History

United States
- Laid down: date unknown
- Launched: 1862
- Acquired: 20 November 1862
- Commissioned: 12 January 1863
- Decommissioned: 30 June 1865
- Stricken: 1865 (est.)
- Fate: Sold, 17 August 1865

General characteristics
- Displacement: 146 tons
- Length: 134 ft 9 in (41.07 m)
- Beam: 26 ft 11 in (8.20 m)
- Draft: 4 ft (1.2 m)
- Depth of hold: 4 ft 4 in (1.32 m)
- Propulsion: steam engine; stern wheel-propelled;
- Speed: not known
- Complement: not known
- Armament: six 24-pounder howitzers
- Armor: tin clad

= USS Springfield (1862) =

Gunboat of the United States Navy

USS Springfield was a steamship purchased by the Union Navy during the American Civil War. She was used by the Union Navy as a gunboat assigned to patrol Confederate waterways.

Springfield—a stern wheel river steamer built at Cincinnati, Ohio, in 1862—was purchased by the Navy at that city on 20 November 1862; and was commissioned at Cairo, Illinois, on 12 January 1863, Lt. Henry A. Glassford in command.

== Patrolling the Ohio, Tennessee and Cumberland Rivers ==

The light draft gunboat operated on the Ohio, Tennessee, and Cumberland Rivers escorting transports and protecting Union Army lines of communication and supply, from time to time engaging guerrilla forces on the river banks.

== Destroying the town of Palmyra, Tennessee ==

On 3 April 1863, Springfield accompanied gunboats , , and on an expedition up the Tennessee River to destroy Palmyra in retaliation for the attack by a Confederate battery there the day before which damaged Union gunboat and Army transports Eclipse and Luminary.
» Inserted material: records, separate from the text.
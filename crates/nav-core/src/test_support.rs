//! Fakes shared by the unit tests

use std::collections::HashMap;
use std::sync::atomic::{AtomicUsize, Ordering};
use std::sync::Arc;

use async_trait::async_trait;
use parking_lot::{Mutex, RwLock};
use serde_json::Value;
use tokio::sync::Notify;

use crate::error::NavError;
use crate::repositories::{CacheStorage, ManifestSource};

#[derive(Default)]
pub struct MemoryStore {
    entries: RwLock<HashMap<String, String>>,
}

impl MemoryStore {
    pub fn raw(&self, key: &str) -> Option<String> {
        self.entries.read().get(key).cloned()
    }

    pub fn put(&self, key: &str, value: &str) {
        self.entries.write().insert(key.to_string(), value.to_string());
    }
}

#[async_trait]
impl CacheStorage for MemoryStore {
    async fn get(&self, key: &str) -> Result<Option<String>, NavError> {
        Ok(self.raw(key))
    }

    async fn set(&self, key: &str, value: String) -> Result<(), NavError> {
        self.entries.write().insert(key.to_string(), value);
        Ok(())
    }

    async fn remove(&self, key: &str) -> Result<(), NavError> {
        self.entries.write().remove(key);
        Ok(())
    }
}

/// Source replaying a scripted sequence of responses; the last one repeats.
pub struct ScriptedSource {
    responses: Mutex<Vec<Result<Value, NavError>>>,
    calls: AtomicUsize,
    gate: Option<Arc<Notify>>,
}

impl ScriptedSource {
    pub fn new(responses: Vec<Result<Value, NavError>>) -> Self {
        Self {
            responses: Mutex::new(responses),
            calls: AtomicUsize::new(0),
            gate: None,
        }
    }

    /// Every fetch waits for `gate.notify_one()` before answering.
    pub fn gated(responses: Vec<Result<Value, NavError>>, gate: Arc<Notify>) -> Self {
        Self {
            gate: Some(gate),
            ..Self::new(responses)
        }
    }

    pub fn calls(&self) -> usize {
        self.calls.load(Ordering::SeqCst)
    }
}

#[async_trait]
impl ManifestSource for ScriptedSource {
    async fn fetch_manifest(&self) -> Result<Value, NavError> {
        self.calls.fetch_add(1, Ordering::SeqCst);
        if let Some(gate) = &self.gate {
            gate.notified().await;
        }
        let mut responses = self.responses.lock();
        if responses.len() > 1 {
            responses.remove(0)
        } else {
            responses
                .first()
                .cloned()
                .unwrap_or_else(|| Err(NavError::Transport("no scripted response".into())))
        }
    }
}

/// Store whose `set` announces itself on `entered` and then holds until
/// `release` is notified.
#[derive(Default)]
pub struct StallingStore {
    inner: MemoryStore,
    pub entered: Notify,
    pub release: Notify,
}

impl StallingStore {
    pub fn raw(&self, key: &str) -> Option<String> {
        self.inner.raw(key)
    }
}

#[async_trait]
impl CacheStorage for StallingStore {
    async fn get(&self, key: &str) -> Result<Option<String>, NavError> {
        self.inner.get(key).await
    }

    async fn set(&self, key: &str, value: String) -> Result<(), NavError> {
        self.entered.notify_one();
        self.release.notified().await;
        self.inner.set(key, value).await
    }

    async fn remove(&self, key: &str) -> Result<(), NavError> {
        self.inner.remove(key).await
    }
}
== In pursuit of Confederate General John Morgan and his raiders ==

Perhaps Springfields most exciting service came in July when she joined a number of other gunboats in chasing a large Confederate force led by General John Hunt Morgan. The Southern raider crossed the Ohio River on 8 July, entered Indiana, and commenced a wild ride east. While Union home guards pursued him, the Union gunboats moved up the river and prevented him from recrossing to safety in the South. Finally, after a 10-day chase over some 500 miles, the pursuers caught up with the raiders and forced them to attempt to cross at Buffington Island. Federal steamers Moose and Alleghany Belle repeatedly frustrated Morgan's efforts to move his troops south of the river. Pressed from both directions, most of the raiders surrendered.

Morgan and a few followers managed to retreat into the hills and rode on for another week through the North before they were surrounded and captured near New Lisbon, Ohio.

== Chasing Confederates attempting to cross the Cumberland ==

Almost a year of routine convoy and patrol service went by before Springfield could report any more excitement. On 3 June 1864, as the tinclad was descending the Cumberland, she came upon a band of guerrillas attempting to ford the river at Shelly Island. The gunboat opened fire on the Confederates who fled on foot leaving behind four horses, a few pounds of horseshoe nails, and a "contraband" blacksmith whom they had impressed "to shoe rebel horses."

Springfield served on upper rivers through the end of the Civil War.

== Post-war decommissioning, sale, and civilian career ==

On 29 April 1865, she was ordered down to Mound City, Illinois, where she was decommissioned on 30 June. The steamer was sold at public auction there on 17 August 1865 to R. G. Jameson. Re-documented as Jennie D. on 1 April 1866, the stern wheeler served on the Mississippi River system until 1875.